Panapana Pooja, Ramanjaiah Ganji, Das Smritilekha
Department of Electronics and Communication Engineering, Paavai Engineering College, Namakkal, India.
Department of Information Technology, GMR Institute of Technology (Autonomous), Vizianagaram, India.
Network. 2024 Sep 16:1-31. doi: 10.1080/0954898X.2024.2389248.
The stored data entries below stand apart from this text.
//! Bit-banged WS2812 LED strips.
//!
//! A WS2812 strip is driven over a single data line. Each bit is a high pulse
//! followed by a low one, the ratio telling a 0 from a 1:
//!
//! | bit | high   | low    |
//! |-----|--------|--------|
//! | 0   | 350 ns | 800 ns |
//! | 1   | 700 ns | 450 ns |
//!
//! Each LED takes 24 bits, most significant first, in blue, green, red
//! order. The whole frame has to go out without interruption, so it is sent
//! inside a critical section.

use crate::{
    leds::{Pattern, Rgb},
    mmio::RegisterBlock,
    settings::LedSettings,
};

/// Pin-bank registers of the Ci40's GPIO controller. Each bank of 16 pins
/// has its own copy, `BANK_STRIDE` bytes apart.
const BIT_EN: usize = 0x00;
const OUTPUT_EN: usize = 0x04;
const OUTPUT: usize = 0x08;
const BANK_STRIDE: usize = 0x24;
const PINS_PER_BANK: u32 = 16;
/// Writes to bit `n` only take effect if bit `16 + n` is also set.
const WRITE_ENABLE: u32 = 0x1_0000;

const T0H_NS: u32 = 350;
const T0L_NS: u32 = 800;
const T1H_NS: u32 = 700;
const T1L_NS: u32 = 450;

/// A busy-wait delay.
pub trait Delay {
    fn delay_ns(&mut self, ns: u32);
}

/// A [`Delay`] spinning on a free running counter, such as the MIPS CP0
/// `Count` register.
#[derive(Debug)]
pub struct CounterDelay<F> {
    read: F,
    ns_per_tick: u32,
}

#[derive(Debug)]
pub struct Ws2812<R, D> {
    regs: R,
    gpio: u32,
    delay: D,
}

/// A strip showing a [`Pattern`], advanced from the channel's idle hook.
#[derive(Debug)]
pub struct Strip<'frame, R, D> {
    driver: Ws2812<R, D>,
    pattern: Pattern,
    frame: &'frame mut [Rgb],
    ticks_per_frame: u32,
    ticks: u32,
}

// === impl CounterDelay ===

impl<F: FnMut() -> u32> CounterDelay<F> {
    /// # Panics
    ///
    /// If `ns_per_tick` is zero.
    pub fn new(read: F, ns_per_tick: u32) -> Self {
        assert_ne!(ns_per_tick, 0, "counter must tick at most once per nanosecond");
        Self { read, ns_per_tick }
    }
}

impl<F: FnMut() -> u32> Delay for CounterDelay<F> {
    fn delay_ns(&mut self, ns: u32) {
        let ticks = ns / self.ns_per_tick;
        let start = (self.read)();
        while (self.read)().wrapping_sub(start) < ticks {
            core::hint::spin_loop();
        }
    }
}

// === impl Ws2812 ===

impl<R: RegisterBlock, D: Delay> Ws2812<R, D> {
    /// Take over `gpio` as a driven output, initially low.
    pub fn new(regs: R, gpio: u32, delay: D) -> Self {
        let mut this = Self { regs, gpio, delay };
        this.gpio_write(OUTPUT, 0);
        this.gpio_write(OUTPUT_EN, 1);
        this.gpio_write(BIT_EN, 1);
        this
    }

    /// Send a frame to the strip.
    pub fn write(&mut self, leds: &[Rgb]) {
        critical_section::with(|_| {
            for &Rgb { r, g, b } in leds {
                self.byte(b);
                self.byte(g);
                self.byte(r);
            }
        });
    }

    fn byte(&mut self, value: u8) {
        for bit in (0..8).rev() {
            self.bit(value & (1 << bit) != 0);
        }
    }

    fn bit(&mut self, one: bool) {
        let (high, low) = if one {
            (T1H_NS, T1L_NS)
        } else {
            (T0H_NS, T0L_NS)
        };
        self.gpio_write(OUTPUT, 1);
        self.delay.delay_ns(high);
        self.gpio_write(OUTPUT, 0);
        self.delay.delay_ns(low);
    }

    fn gpio_write(&mut self, reg: usize, value: u32) {
        let bank = (self.gpio / PINS_PER_BANK) as usize;
        let pin = self.gpio % PINS_PER_BANK;
        self.regs
            .write(bank * BANK_STRIDE + reg, (WRITE_ENABLE | value) << pin);
    }

    pub fn into_parts(self) -> (R, D) {
        (self.regs, self.delay)
    }
}

// === impl Strip ===

impl<'frame, R: RegisterBlock, D: Delay> Strip<'frame, R, D> {
    /// Drive the strip `settings` describes through `regs`, the GPIO block at
    /// `settings.gpio_base`.
    ///
    /// `frame` holds the colours between frames. Only the first
    /// `settings.count` LEDs are driven, or fewer if `frame` is shorter.
    pub fn from_settings(
        regs: R,
        delay: D,
        settings: &LedSettings,
        frame: &'frame mut [Rgb],
    ) -> Self {
        let len = frame.len().min(settings.count as usize);
        if len < settings.count as usize {
            tracing::warn!(count = settings.count, len, "frame buffer too short for strip");
        }
        Self {
            driver: Ws2812::new(regs, settings.gpio, delay),
            pattern: Pattern::new(),
            frame: &mut frame[..len],
            ticks_per_frame: settings.ticks_per_frame.max(1),
            ticks: 0,
        }
    }

    /// Count one idle call, sending the next frame every
    /// `ticks_per_frame` calls.
    pub fn tick(&mut self) {
        self.ticks += 1;
        if self.ticks < self.ticks_per_frame {
            return;
        }
        self.ticks = 0;
        self.pattern.next_frame(self.frame);
        self.driver.write(self.frame);
    }

    #[must_use]
    pub fn pattern(&self) -> &Pattern {
        &self.pattern
    }

    pub fn into_driver(self) -> Ws2812<R, D> {
        self.driver
    }
}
This research presents a novel deep learning framework for MRI-based brain tumour (BT) detection. The input brain MRI image is first acquired from the dataset. Once the images have been obtained, they are passed to an image preprocessing step where a median filter is used to eliminate noise and artefacts from the input image. The tumour-tumour region segmentation module receives the denoised image and it uses RP-Net to segment the BT region. Following that, in order to prevent overfitting, image augmentation is carried out utilizing methods including rotating, flipping, shifting, and colour augmentation. Later, the augmented image is forwarded to the feature extraction phase, wherein features like GLCM and proposed EGDP formulated by including entropy with GDP are extracted. Finally, based on the extracted features, BT detection is accomplished based on the proposed deep convolutional belief network (DCvB-Net), which is formulated using the deep convolutional neural network and deep belief network.The devised DCvB-Net for BT detection is investigated for its performance concerning true negative rate, accuracy, and true positive rate is established to have acquired values of 93%, 92.3%, and 93.1% correspondingly.
本研究提出了一种用于基于磁共振成像(MRI)的脑肿瘤(BT)检测的新型深度学习框架。首先从数据集中获取输入的脑部MRI图像。一旦获得图像,就将其传递到图像预处理步骤,在此步骤中使用中值滤波器从输入图像中消除噪声和伪影。肿瘤区域分割模块接收去噪后的图像,并使用RP-Net对BT区域进行分割。在此之后,为了防止过拟合,利用包括旋转、翻转、平移和颜色增强等方法进行图像增强。随后,将增强后的图像转发到特征提取阶段,在该阶段提取诸如灰度共生矩阵(GLCM)以及通过将熵与梯度方向概率(GDP)相结合而提出的EGDP等特征。最后,基于提取的特征,利用所提出的深度卷积置信网络(DCvB-Net)完成BT检测,该网络是使用深度卷积神经网络和深度置信网络构建的。针对所设计的用于BT检测的DCvB-Net,研究了其在真阴性率、准确率和真阳性率方面的性能,结果表明相应的值分别为93%、92.3%和93.1%。